March 17, 2017 at 10:13 pm

I will tell you about a book which inspired me a lot in my school days. Probably, you have heard of the Bengali writer Sarat Chadra Chattopadhyaya especially through the name of Devdas. There are lot of movies made on the same book. But I will not discuss about Devdas. I will tell about Pather Dabi. This book was banned by British Govt after it’s release. 5000 copies sold within a week. It is told that the book was related to Surya Sen someone thinks it’s Netaji Subhash Bose.

Let me tell you the story in brief. You will definitely get this book in English and Hindi.

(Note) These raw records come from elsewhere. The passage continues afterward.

//! Loom-based systematic concurrency tests for the completion queue.
//!
//! These tests model the queue head protocol with loom primitives and explore
//! every interleaving of producers splicing chains, the consumer detaching the
//! list, and the consumer parking on an empty head.
//!
//! Run with: RUSTFLAGS="--cfg loom" cargo test --test completion_queue_loom --release
//!
//! Note: Loom tests are only compiled when the `loom` cfg is set.
//! Under normal `cargo test`, this file compiles to an empty module.

#![cfg(loom)]

use loom::sync::atomic::{AtomicBool, AtomicU32, Ordering};
use loom::sync::{Arc, Condvar, Mutex};
use loom::thread;

const EMPTY: u32 = 0;
const PARKED: u32 = u32::MAX;

// ============================================================================
// Queue model
// ============================================================================
//
// Mirrors the port's queue:
//   - `head` holds EMPTY, PARKED, or newest slot + 1
//   - producers link their chain, then CAS it onto the head (Release)
//   - a producer that replaces PARKED unparks the consumer
//   - the consumer swaps the head to EMPTY (Acquire) and reverses the chain
//   - the consumer parks only after CAS EMPTY -> PARKED

struct LoomParker {
    notified: Mutex<bool>,
    cvar: Condvar,
}

impl LoomParker {
    fn new() -> Self {
        Self {
            notified: Mutex::new(false),
            cvar: Condvar::new(),
        }
    }

    fn park(&self) {
        let mut notified = self.notified.lock().unwrap();
        while !*notified {
            notified = self.cvar.wait(notified).unwrap();
        }
        *notified = false;
    }

    fn unpark(&self) {
        *self.notified.lock().unwrap() = true;
        self.cvar.notify_one();
    }
}

struct LoomQueue {
    head: AtomicU32,
    next: Vec<AtomicU32>,
    parker: LoomParker,
}

impl LoomQueue {
    fn new(slots: usize) -> Self {
        Self {
            head: AtomicU32::new(EMPTY),
            next: (0..slots).map(|_| AtomicU32::new(EMPTY)).collect(),
            parker: LoomParker::new(),
        }
    }

    fn push_chain(&self, chain: &[u32]) {
        let oldest = chain[0];
        let newest = chain[chain.len() - 1];
        for pair in chain.windows(2) {
            self.next[pair[1] as usize].store(pair[0] + 1, Ordering::Relaxed);
        }
        let mut current = self.head.load(Ordering::Relaxed);
        loop {
            let below = if current == PARKED { EMPTY } else { current };
            self.next[oldest as usize].store(below, Ordering::Relaxed);
            match self.head.compare_exchange(
                current,
                newest + 1,
                Ordering::Release,
                Ordering::Relaxed,
            ) {
                Ok(_) => break,
                Err(actual) => current = actual,
            }
        }
        if current == PARKED {
            self.parker.unpark();
        }
    }

    fn pop_all(&self) -> Vec<u32> {
        let head = self.head.swap(EMPTY, Ordering::Acquire);
        let mut out = Vec::new();
        let mut link = if head == PARKED { EMPTY } else { head };
        while link != EMPTY {
            let index = link - 1;
            out.push(index);
            link = self.next[index as usize].load(Ordering::Relaxed);
        }
        out.reverse();
        out
    }

    fn park(&self) {
        if self
            .head
            .compare_exchange(EMPTY, PARKED, Ordering::AcqRel, Ordering::Acquire)
            .is_err()
        {
            return;
        }
        self.parker.park();
        let _ = self
            .head
            .compare_exchange(PARKED, EMPTY, Ordering::AcqRel, Ordering::Acquire);
    }
}

// ============================================================================
// Test: concurrent pushes are all delivered, in per-producer order
// ============================================================================

#[test]
fn loom_two_producers_deliver_everything_once() {
    loom::model(|| {
        let queue = Arc::new(LoomQueue::new(4));

        let q1 = queue.clone();
        let p1 = thread::spawn(move || {
            q1.push_chain(&[0]);
            q1.push_chain(&[1]);
        });
        let q2 = queue.clone();
        let p2 = thread::spawn(move || {
            q2.push_chain(&[2, 3]);
        });

        let mut seen = queue.pop_all();
        p1.join().unwrap();
        p2.join().unwrap();
        seen.extend(queue.pop_all());

        assert_eq!(seen.len(), 4, "lost or duplicated record: {seen:?}");
        let pos = |slot: u32| seen.iter().position(|&s| s == slot).unwrap();
        assert!(pos(0) < pos(1), "producer 1 reordered: {seen:?}");
        assert!(pos(2) < pos(3), "batch reordered: {seen:?}");
    });
}

// ============================================================================
// Test: a consumer parking on an empty queue is always woken by a push
// ============================================================================

#[test]
fn loom_park_has_no_lost_wakeup() {
    loom::model(|| {
        let queue = Arc::new(LoomQueue::new(1));
        let delivered = Arc::new(AtomicBool::new(false));

        let q = queue.clone();
        let producer = thread::spawn(move || {
            q.push_chain(&[0]);
        });

        let mut seen = queue.pop_all();
        while seen.is_empty() {
            queue.park();
            seen = queue.pop_all();
        }
        delivered.store(true, Ordering::Release);
        producer.join().unwrap();

        assert_eq!(seen, vec![0]);
        assert!(delivered.load(Ordering::Acquire));
    });
}

// ============================================================================
// Test: the head never stays PARKED after the consumer wakes
// ============================================================================

#[test]
fn loom_head_is_not_left_parked() {
    loom::model(|| {
        let queue = Arc::new(LoomQueue::new(2));

        let q = queue.clone();
        let producer = thread::spawn(move || {
            q.push_chain(&[0]);
        });

        queue.park();
        producer.join().unwrap();

        let seen = queue.pop_all();
        assert_eq!(seen, vec![0]);
        assert_ne!(queue.head.load(Ordering::Acquire), PARKED);
    });
}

The book is about a secret society named Pather Dabi whose goal is to free India from British rule. The leader of the organization is Sabyasachi, who is described as being highly educated, having studied medicine, engineering, and law in Europe and America. Sabyasachi is also endowed with physical strength and courage which enable him to elude British intelligence. His physical feats include swimming across a torrential river, and traversing the Eastern Himalayas on foot.

The other major character in the book is Apurba, also a member of Pather Dabi, who is described as a contemptible figure. Emotional and impressionable, Apurba grieves at the colonial rule. He is, however, also weak, timid, and venal. A scene in the book depicts him being humiliated at a railway station by white youth. His obsession with caste purity even during illness and danger is depicted with contempt. Eventually, Apurba becomes a police informer. The main narrative in the book follows Apurba with Sabyasachi appearing unexpectedly, and disappearing as mysteriously.


One reason why Apurba becomes disenchanted with Pather Dabi is that its members do not respect Hindu orthodoxy so he becomes a police informer of the British. Sabyasachi does not believe in the caste system, and towards the end of the book pleads for the destruction of “all that is eternal (sanatan), ancient, and decaying–[in] religion, society, tradition” on the ground that these are “enemies of the nation.”


Other important characters in the novel are Sumitra and Bharati, who work alongside men in defiance of the traditional social conventions of the day. Sumitra is described as being beautiful and intelligent, besides being a nationalist. In the book, Sumitra makes an impassioned argument for why it is appropriate for a woman to leave a loveless marriage.